Alla riuscita della giornata del 13 febbraio hanno concorso fattori diversi, non ultima la promozione che ne hanno fatto i media e le forze politiche impegnate nella campagna contro il governo Berlusconi. Ricordare che sono stati molto meno solleciti quando si è trattato di dare voce alla protesta contro l’attacco alla vita e alla salute delle donne, alla denuncia della violenza maschile che avviene nelle case, nelle relazioni quotidiane, nelle condizioni discriminanti del lavoro e della rappresentanza, è importante per allontanare  da questa ripresa di protagonismo delle donne nella vita pubblica l’ombra della strumentalità. La parola “basta”, gridata in tutte le piazze, è stata sicuramente declinata dalle migliaia di persone presenti nelle lingue e nelle prospettive più diverse di cui è fatto il disagio nello stato attuale della nostra società. Perché la passione di un giorno non si spenga come un fuoco di artificio, è necessario che tutta la riflessione che le è andata attorno, viaggiando per siti e reti internet, oltre che per i giornali che le hanno offerto spazi, rimanga il filo che lega i soggetti molteplici che vi hanno preso parte, in sintonia o in conflitto tra loro; che diventi il tracciato su cui dare continuità alla ritrovata forza collettiva delle donne e dei pochi uomini che hanno cominciato a interrogarsi su se stessi.
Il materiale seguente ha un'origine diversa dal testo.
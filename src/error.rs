use thiserror::Error;

/// Shown when a failure carries no message of its own.
pub const GENERIC_FAILURE: &str =
    "Generation failed, please try again later. This may be caused by API rate limits.";

pub const NO_IMAGE_MESSAGE: &str =
    "The model did not return an image. Please try again or adjust the description.";

/// Everything that can end a generation attempt.
///
/// Values travel from background tasks back to the UI, so the variants only
/// hold owned strings and the type is `Clone`.
#[derive(Debug, Clone, Error, PartialEq, Eq)]
pub enum GenerationError {
    #[error("{0}")]
    Validation(String),

    #[error("No image data found in response")]
    NoImage,

    #[error("Gemini API error {status}: {message}")]
    Api { status: u16, message: String },

    #[error("{0}")]
    Transport(String),

    #[error("Invalid data URI: {0}")]
    InvalidDataUri(String),

    #[error("Could not decode image: {0}")]
    Decode(String),
}

impl GenerationError {
    /// Text for the error box in the UI.
    pub fn user_message(&self) -> String {
        match self {
            GenerationError::Validation(msg) => msg.clone(),
            GenerationError::NoImage => NO_IMAGE_MESSAGE.to_string(),
            GenerationError::Api { message, .. } if message.trim().is_empty() => {
                GENERIC_FAILURE.to_string()
            }
            GenerationError::Transport(msg) if msg.trim().is_empty() => {
                GENERIC_FAILURE.to_string()
            }
            other => other.to_string(),
        }
    }
}

impl From<reqwest::Error> for GenerationError {
    fn from(err: reqwest::Error) -> Self {
        GenerationError::Transport(err.to_string())
    }
}

impl From<image::ImageError> for GenerationError {
    fn from(err: image::ImageError) -> Self {
        GenerationError::Decode(err.to_string())
    }
}

#[cfg(test)]
mod tests {
    use super::*;

    #[test]
    fn test_empty_transport_message_falls_back_to_generic() {
        let err = GenerationError::Transport(String::new());
        assert_eq!(err.user_message(), GENERIC_FAILURE);
    }

    #[test]
    fn test_transport_message_is_kept() {
        let err = GenerationError::Transport("connection refused".to_string());
        assert_eq!(err.user_message(), "connection refused");
    }

    #[test]
    fn test_api_error_without_body_is_generic() {
        let err = GenerationError::Api { status: 429, message: "  ".to_string() };
        assert_eq!(err.user_message(), GENERIC_FAILURE);
    }

    #[test]
    fn test_api_error_with_message() {
        let err = GenerationError::Api {
            status: 400,
            message: "API key not valid".to_string(),
        };
        assert_eq!(err.user_message(), "Gemini API error 400: API key not valid");
    }

    #[test]
    fn test_no_image_uses_friendly_message() {
        assert_eq!(GenerationError::NoImage.user_message(), NO_IMAGE_MESSAGE);
    }
}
L’affermazione di elementari principi di civiltà –che le donne siano presenti “ovunque si decide”, che siano messe in condizione di non dover più dividersi tra un destino di cura e di conservazione della vita e il desiderio di essere nel mondo- non può più essere separata dalla messa in discussione del predominio che ha avuto la sessualità maschile, della rappresentazione  di un femminile corpo-materia acefala, umanità dimezzata e asservita ai bisogni e al piacere di altri. C’è da augurarsi che le due anime che hanno a lungo contrapposto istanze di emancipazione e processi di liberazione volti a costruire una visione di sé e del mondo meno subalterna, possano ora procedere insieme. Se dobbiamo purtroppo alla personalizzazione che Berlusconi ha fatto della politica   -confondendo al di là di ogni limite la sua vita sessuale con il suo ruolo di alto funzionario dello Stato-  il protagonismo che hanno assunto i corpi femminili, prima ancora che le donne reali nella sfera pubblica, sta a noi mantenere ferma l’attenzione sul contributo di pensiero e di pratiche politiche che il femminismo ha dato a questi temi, impedire che avvengano semplificazioni o messe sotto silenzio, come è accaduto finora anche a seguito di mobilitazioni riuscite.